Data items:
================================

/// Deck assignment: candidate positions sorted descending by length, greedily
/// filling the upper deck.
fn assign_decks(positions: &mut [StackPosition], trailer: &TrailerConfig) {
    if trailer.upper_deck_length <= 0.0 {
        return;
    }
    let mut indices: Vec<usize> = (0..positions.len())
        .filter(|&i| positions[i].length_ft <= trailer.upper_deck_length)
        .collect();
    indices.sort_by(|&a, &b| {
        positions[b]
            .length_ft
            .partial_cmp(&positions[a].length_ft)
            .unwrap()
    });

    let mut used = 0.0;
    for idx in indices {
        if used + positions[idx].length_ft <= trailer.upper_deck_length + EPSILON {
            positions[idx].deck = Deck::Upper;
            used += positions[idx].length_ft;
        }
    }
}

fn compute_warnings(positions: &[StackPosition]) -> Vec<Diagnostic> {
    let mut diagnostics = Vec::new();
    for pos in positions {
        // Length-non-increasing bottom->top; items are stored in placement
        // order (first placed = bottom).
        for w in pos.items.windows(2) {
            if w[1].unit_length_ft > w[0].unit_length_ft + EPSILON {
                diagnostics.push(Diagnostic::InvalidStackOrder {
                    position_id: pos.position_id,
                });
                break;
            }
        }

        let categories: std::collections::HashSet<&str> = pos
            .items
            .iter()
            .map(|i| i.category.as_deref().unwrap_or(""))
            .collect();
        if categories.contains("DUMP") && categories.len() > 1 {
            diagnostics.push(Diagnostic::CategoryMixIncompatible {
                position_id: pos.position_id,
            });
        }

        if pos.items.len() > 5 {
            diagnostics.push(Diagnostic::StackInstability {
                position_id: pos.position_id,
                unit_count: pos.items.len(),
            });
        }

        let has_woody = pos.items.iter().any(|i| i.sku.to_uppercase().contains("WOODY"));
        if has_woody && pos.items.iter().any(|i| !i.sku.to_uppercase().contains("WOODY")) {
            diagnostics.push(Diagnostic::WoodyMixVerify {
                position_id: pos.position_id,
            });
        }
    }
    diagnostics
}

/// Utilization credit and grade.
fn compute_utilization(
    positions: &[StackPosition],
    trailer: &TrailerConfig,
    overflow_max_height: u32,
) -> f64 {
    let overflow_cap = if overflow_max_height > 0 {
        1.0 + 1.0 / overflow_max_height as f64
    } else {
        1.0
    };

    let mut lower_credit = 0.0;
    let mut upper_credit = 0.0;
    let mut upper_used = 0.0;

    for pos in positions {
        let multiplier = if pos.overflow_applied {
            pos.capacity_used.min(overflow_cap)
        } else {
            pos.capacity_used.min(1.0)
        };
        let credit = pos.length_ft * multiplier;
        match pos.deck {
            Deck::Lower => lower_credit += credit,
            Deck::Upper => {
                upper_credit += credit;
                upper_used += pos.length_ft;
            }
        }
    }

    // STEP_DECK normalizes a partially used upper deck .
    if trailer.trailer_type == TrailerType::StepDeck
        && upper_used > EPSILON
        && upper_used < trailer.upper_deck_length - EPSILON
    {
        upper_credit *= trailer.upper_deck_length / upper_used;
    }

    let total_credit = lower_credit + upper_credit;
    100.0 * total_credit / trailer.capacity_feet
}

/// Exceed-capacity rule: per-deck overhang vs allowance.
fn compute_exceeds_capacity(
    positions: &[StackPosition],
    trailer: &TrailerConfig,
    max_back_overhang_ft: f64,
) -> (bool, Vec<Diagnostic>) {
    let mut diagnostics = Vec::new();
    let mut exceeds = false;

    for (deck, deck_length) in [
        (Deck::Lower, trailer.lower_deck_length),
        (Deck::Upper, trailer.upper_deck_length),
    ] {
        if deck_length <= 0.0 {
            continue;
        }
        let used: f64 = positions
            .iter()
            .filter(|p| p.deck == deck)
            .map(|p| p.length_ft)
            .sum();
        let overhang = (used - deck_length).max(0.0);
        if overhang > max_back_overhang_ft {
            exceeds = true;
            diagnostics.push(Diagnostic::ItemHangsOverDeck {
                position_id: 0,
                overhang_ft: overhang,
            });
        } else if overhang > EPSILON {
            diagnostics.push(Diagnostic::BackOverhangInAllowance {
                position_id: 0,
                overhang_ft: overhang,
            });
        }
    }

    (exceeds, diagnostics)
}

================================

> Your task
Each record above must be output without any alteration.

> Result of this task
/// Deck assignment: candidate positions sorted descending by length, greedily
/// filling the upper deck.
fn assign_decks(positions: &mut [StackPosition], trailer: &TrailerConfig) {
    if trailer.upper_deck_length <= 0.0 {
        return;
    }
    let mut indices: Vec<usize> = (0..positions.len())
        .filter(|&i| positions[i].length_ft <= trailer.upper_deck_length)
        .collect();
    indices.sort_by(|&a, &b| {
        positions[b]
            .length_ft
            .partial_cmp(&positions[a].length_ft)
            .unwrap()
    });

    let mut used = 0.0;
    for idx in indices {
        if used + positions[idx].length_ft <= trailer.upper_deck_length + EPSILON {
            positions[idx].deck = Deck::Upper;
            used += positions[idx].length_ft;
        }
    }
}

fn compute_warnings(positions: &[StackPosition]) -> Vec<Diagnostic> {
    let mut diagnostics = Vec::new();
    for pos in positions {
        // Length-non-increasing bottom->top; items are stored in placement
        // order (first placed = bottom).
        for w in pos.items.windows(2) {
            if w[1].unit_length_ft > w[0].unit_length_ft + EPSILON {
                diagnostics.push(Diagnostic::InvalidStackOrder {
                    position_id: pos.position_id,
                });
                break;
            }
        }

        let categories: std::collections::HashSet<&str> = pos
            .items
            .iter()
            .map(|i| i.category.as_deref().unwrap_or(""))
            .collect();
        if categories.contains("DUMP") && categories.len() > 1 {
            diagnostics.push(Diagnostic::CategoryMixIncompatible {
                position_id: pos.position_id,
            });
        }

        if pos.items.len() > 5 {
            diagnostics.push(Diagnostic::StackInstability {
                position_id: pos.position_id,
                unit_count: pos.items.len(),
            });
        }

        let has_woody = pos.items.iter().any(|i| i.sku.to_uppercase().contains("WOODY"));
        if has_woody && pos.items.iter().any(|i| !i.sku.to_uppercase().contains("WOODY")) {
            diagnostics.push(Diagnostic::WoodyMixVerify {
                position_id: pos.position_id,
            });
        }
    }
    diagnostics
}

/// Utilization credit and grade.
fn compute_utilization(
    positions: &[StackPosition],
    trailer: &TrailerConfig,
    overflow_max_height: u32,
) -> f64 {
    let overflow_cap = if overflow_max_height > 0 {
        1.0 + 1.0 / overflow_max_height as f64
    } else {
        1.0
    };

    let mut lower_credit = 0.0;
    let mut upper_credit = 0.0;
    let mut upper_used = 0.0;

    for pos in positions {
        let multiplier = if pos.overflow_applied {
            pos.capacity_used.min(overflow_cap)
        } else {
            pos.capacity_used.min(1.0)
        };
        let credit = pos.length_ft * multiplier;
        match pos.deck {
            Deck::Lower => lower_credit += credit,
            Deck::Upper => {
                upper_credit += credit;
                upper_used += pos.length_ft;
            }
        }
    }

    // STEP_DECK normalizes a partially used upper deck .
    if trailer.trailer_type == TrailerType::StepDeck
        && upper_used > EPSILON
        && upper_used < trailer.upper_deck_length - EPSILON
    {
        upper_credit *= trailer.upper_deck_length / upper_used;
    }

    let total_credit = lower_credit + upper_credit;
    100.0 * total_credit / trailer.capacity_feet
}

/// Exceed-capacity rule: per-deck overhang vs allowance.
fn compute_exceeds_capacity(
    positions: &[StackPosition],
    trailer: &TrailerConfig,
    max_back_overhang_ft: f64,
) -> (bool, Vec<Diagnostic>) {
    let mut diagnostics = Vec::new();
    let mut exceeds = false;

    for (deck, deck_length) in [
        (Deck::Lower, trailer.lower_deck_length),
        (Deck::Upper, trailer.upper_deck_length),
    ] {
        if deck_length <= 0.0 {
            continue;
        }
        let used: f64 = positions
            .iter()
            .filter(|p| p.deck == deck)
            .map(|p| p.length_ft)
            .sum();
        let overhang = (used - deck_length).max(0.0);
        if overhang > max_back_overhang_ft {
            exceeds = true;
            diagnostics.push(Diagnostic::ItemHangsOverDeck {
                position_id: 0,
                overhang_ft: overhang,
            });
        } else if overhang > EPSILON {
            diagnostics.push(Diagnostic::BackOverhangInAllowance {
                position_id: 0,
                overhang_ft: overhang,
            });
        }
    }

    (exceeds, diagnostics)
}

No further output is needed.